Côté français, rien n’est décidé. La Sécurité sociale a ouvert un cycle de négociations avec tous les industriels, américains ou non, pour établir sa politique tarifaire, dans un contexte où le déficit global de la Sécu dépasse les 20 milliards d'euros annuels. Le patron de Pfizer a menacé la France de ne plus l’approvisionner si elle ne remontait pas ses tarifs.

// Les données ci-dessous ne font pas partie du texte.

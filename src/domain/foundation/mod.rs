//! Foundation module - Shared domain primitives.
//!
//! Contains value objects, identifiers, the state machine trait and error
//! types shared by the consultation and prescription domains.

mod errors;
mod ids;
mod percentage;
mod state_machine;
mod timestamp;

pub use errors::{DomainError, ErrorCode, ValidationError};
pub use ids::{ConsultationId, MessageId};
pub use percentage::Percentage;
pub use state_machine::StateMachine;
pub use timestamp::Timestamp;
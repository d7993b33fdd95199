//! Content Provider Port - Source of assistant wording.
//!
//! The dialogue engine decides *when* to ask a follow-up question or give a
//! diagnosis; this port decides *what* the text says. Implementations may
//! pick at random, so callers must not assume repeatable answers.

use crate::domain::consultation::DiagnosisTemplate;

/// Port for the canned questions and diagnosis templates.
pub trait ContentProvider: Send + Sync {
    /// Returns one follow-up question.
    ///
    /// No guarantee against repeating the previous question.
    fn pick_follow_up_question(&self) -> String;

    /// Returns one diagnosis template.
    ///
    /// The choice is independent of anything the patient said.
    fn pick_diagnosis_template(&self) -> DiagnosisTemplate;
}

#[cfg(test)]
mod tests {
    use super::*;
    use crate::domain::foundation::Percentage;
    use std::sync::Arc;

    struct Fixed;

    impl ContentProvider for Fixed {
        fn pick_follow_up_question(&self) -> String {
            "Any fever?".to_string()
        }

        fn pick_diagnosis_template(&self) -> DiagnosisTemplate {
            DiagnosisTemplate {
                condition: "Common Cold".to_string(),
                confidence: Percentage::new(60),
                description: "Viral".to_string(),
                recommendations: vec![],
            }
        }
    }

    #[test]
    fn provider_is_usable_as_shared_trait_object() {
        let provider: Arc<dyn ContentProvider> = Arc::new(Fixed);
        let clone = Arc::clone(&provider);
        assert_eq!(clone.pick_follow_up_question(), "Any fever?");
        assert_eq!(provider.pick_diagnosis_template().condition, "Common Cold");
    }
}
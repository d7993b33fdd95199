//! Content adapters - sources of follow-up questions and diagnosis templates.

mod catalog;
mod random_provider;
mod scripted_provider;

pub use catalog::{CatalogError, ContentCatalog};
pub use random_provider::RandomContentProvider;
pub use scripted_provider::{ScriptedContentProvider, DEFAULT_SCRIPTED_QUESTION};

Les labos trop contraints en Europe ?

Si l'écart de prix est incontestable, c'est parce que les systèmes de santé sont radicalement différents. Ils sont publics en Europe, avec la Sécu comme seul interlocuteur, qui cherche à contenir les coûts car elle est financée par des fonds publics. Aux États-Unis, il y a une multitude d’acteurs, pour la plupart privés (assurances, les centrales d’achat...), qui négocient chacun dans leur coin. La pression sur les laboratoires est beaucoup moins forte.

Il ne s'agit pas de plaindre les labos. Leurs bénéfices sont florissants, même s’ils ont besoin d’investir dans une recherche de plus en plus coûteuse. Mais la contrainte exercée par la Sécu est devenue tellement forte en France que cela se traduit déjà, avec ou sans Trump, par des pénuries de produits pharmaceutiques. 

Or, desserrer cette contrainte sans ponctionner nos finances publiques effondrées amènerait le patient et sa mutuelle à payer davantage. La situation n'est pas facile.